Then, when we have made many thousands,  
we will mix them all up so that we don't know,  
and so that no one can be jealous of us when he finds out  
how many kisses we have shared. _Carmen Quinque_ \- Gaius Valerius Catullus

 _I fucked a man tonight. He reminded me of you._  

The note is written on a small piece of vellum, no larger than a Chocolate Frog card. I turn it over and over with the fingers of one hand. Like the Muggle magicians with their playing cards. One side is blank, the other almost completely covered with loose, flowing script. He was drunk when he wrote it. I can tell.

The man he’d been with must be wealthy to have vellum just lying around the place, ready and on-hand for a scribbled shopping list or a careless doodle. Not that he, himself, hasn’t enough money to buy a warehouse worth of finest parchment. It’s just not his style. Never was. Never will be.

I hold the card up to the light. Its translucency is marred by a thousand infinitesimal lines, like rivers on a map, except that none of them leads anywhere. They just squiggle from one end of the card to the other. Pointless and meandering. The bloodless veins of a long dead calf.

I flip it through my fingers one last time before crushing it in my fist.

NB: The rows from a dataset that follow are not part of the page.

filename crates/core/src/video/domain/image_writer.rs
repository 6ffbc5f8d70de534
use std::path::Path;

use crate::shared::frame::Frame;

/// Writes a single frame to an image file.
pub trait ImageWriter: Send {
    fn write(&self, path: &Path, frame: &Frame) -> Result<(), Box<dyn std::error::Error>>;
}
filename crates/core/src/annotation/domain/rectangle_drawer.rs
use crate::shared::frame::Frame;
use crate::shared::region::Region;

use super::region_renderer::RegionRenderer;

/// [`RegionRenderer`] writing pixels directly, for builds without OpenCV.
///
/// A one-pixel border is identical to `cv::rectangle`. Thicker borders are
/// centred on the edge with square corners, where OpenCV rounds them.
pub struct PixelRectangleDrawer;

impl RegionRenderer for PixelRectangleDrawer {
    fn draw(
        &self,
        frame: &mut Frame,
        regions: &[Region],
        color: [u8; 3],
        thickness: u32,
    ) -> Result<(), Box<dyn std::error::Error>> {
        draw_regions(frame, regions, color, thickness);
        Ok(())
    }
}

/// Outlines each region with a `thickness`-pixel border of `color`, in place.
///
/// Parts of a border outside the frame are dropped. Extra colour
/// components beyond the frame's channel count are ignored.
pub fn draw_regions(frame: &mut Frame, regions: &[Region], color: [u8; 3], thickness: u32) {
    if regions.is_empty() || thickness == 0 || frame.is_empty() {
        return;
    }
    let (width, height) = frame.dimensions();
    let channels = (frame.channels() as usize).min(color.len());
    let half = (thickness / 2) as i32;
    let mut pixels = frame.as_ndarray_mut();

    for region in regions {
        let (x1, y1) = (region.x, region.y);
        let (x2, y2) = (
            region.x.saturating_add(region.width),
            region.y.saturating_add(region.height),
        );
        let outer = Region::new(
            x1 - half,
            y1 - half,
            x2 - x1 + 2 * half + 1,
            y2 - y1 + 2 * half + 1,
        );
        let Some(visible) = outer.clamp_to(width, height) else {
            continue;
        };

        for y in visible.y..visible.y + visible.height {
            for x in visible.x..visible.x + visible.width {
                let on_border = (y - y1).abs() <= half
                    || (y - y2).abs() <= half
                    || (x - x1).abs() <= half
                    || (x - x2).abs() <= half;
                if !on_border {
                    continue;
                }
                for (c, &value) in color.iter().enumerate().take(channels) {
                    pixels[[y as usize, x as usize, c]] = value;
                }
            }
        }
    }
}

_So long as you didn’t let him kiss you_ , I write on a sheet of linen paper, so thick that it sucks the ink from the tip of my quill with a palpable thirst. _Your mouth belongs to me_.

It’s evening before I see his owl winging its way soundlessly across the expanse of the manor’s lawns like a piece of the night falling early. His reply is even shorter than his first drunken missive.

_I know, love. And fuck you, too._

 

_The Book of Gates_ is my first translation project after transferring my magic to Alyosha. Weeks pass as I stare at my notes. My thoughts are leaden. They fall like stones into the well of my mind and leave no ripple. I try not to panic. I’d come to terms with never again being able to cast a spell or to Apparate, but I hadn’t anticipated this stretch of interminable lethargy. I try to tell myself I’m grieving. That it will pass. I try to come up with new strategies, new routines. I take my books outdoors and sit in the garden. I wake up early. I stay up late. I drink less. I drink more. Nothing at all seems to help.

One evening, Aly wanders into my study. I’m sitting behind my desk with my eyes closed, listening to Mikhail Glinka’s _Ruslan and Lyudmila_ , and trying to picture the first gate through which the dead pass on their way to the underworld. Cracking my eyelids open, I watch as Aly wanders around the room, peering at the titles of the books on the shelves and picking up things randomly and setting them down again. Ruslan is on the verge of entering the enchanted castle and losing all memory of his lost lover for whom he’s sought for so long, when Aly asks, “what is this?”

I open my eyes all the way and squint across the dimly lit room to where he stands holding up a small rectangular object in his hand.

“It’s a Dream Box,” I tell him.

“What does it do? Can I open it?”

“Sure,” I say. “Just be careful. It’s full of ground-up dreams.”

He looks at me skeptically but nonetheless eases the lid off with careful attention.

“There aren’t any dreams in here,” he says, peering into the little box. “This is nothing but snuff tobacco like my uncle in St. Petersburg used to have.”

“Well, if you’re so inclined, you can, in fact, take the dream grounds like a snuff,” I reply. “Or you can brew them like loose leaf tea. You can probably even stir a pinch into a glass of pumpkin juice, if you prefer.”

“I want to try it,” he says. “Can I?”

I smile and shake my head. 

“Sorry, _miliy moy_. Those are my dreams. We’ll get you some of your own, all right?”

“Can’t I have some of yours. Just a little bit?” he wheedles, knowing that I’ve yet to perfect the art of saying “no” to him. But I stay firm on my refusal, and at last he gives up and wanders over to the glass case that houses my grandfather Abraxas’s impressive collection of cursed Khukuri knives.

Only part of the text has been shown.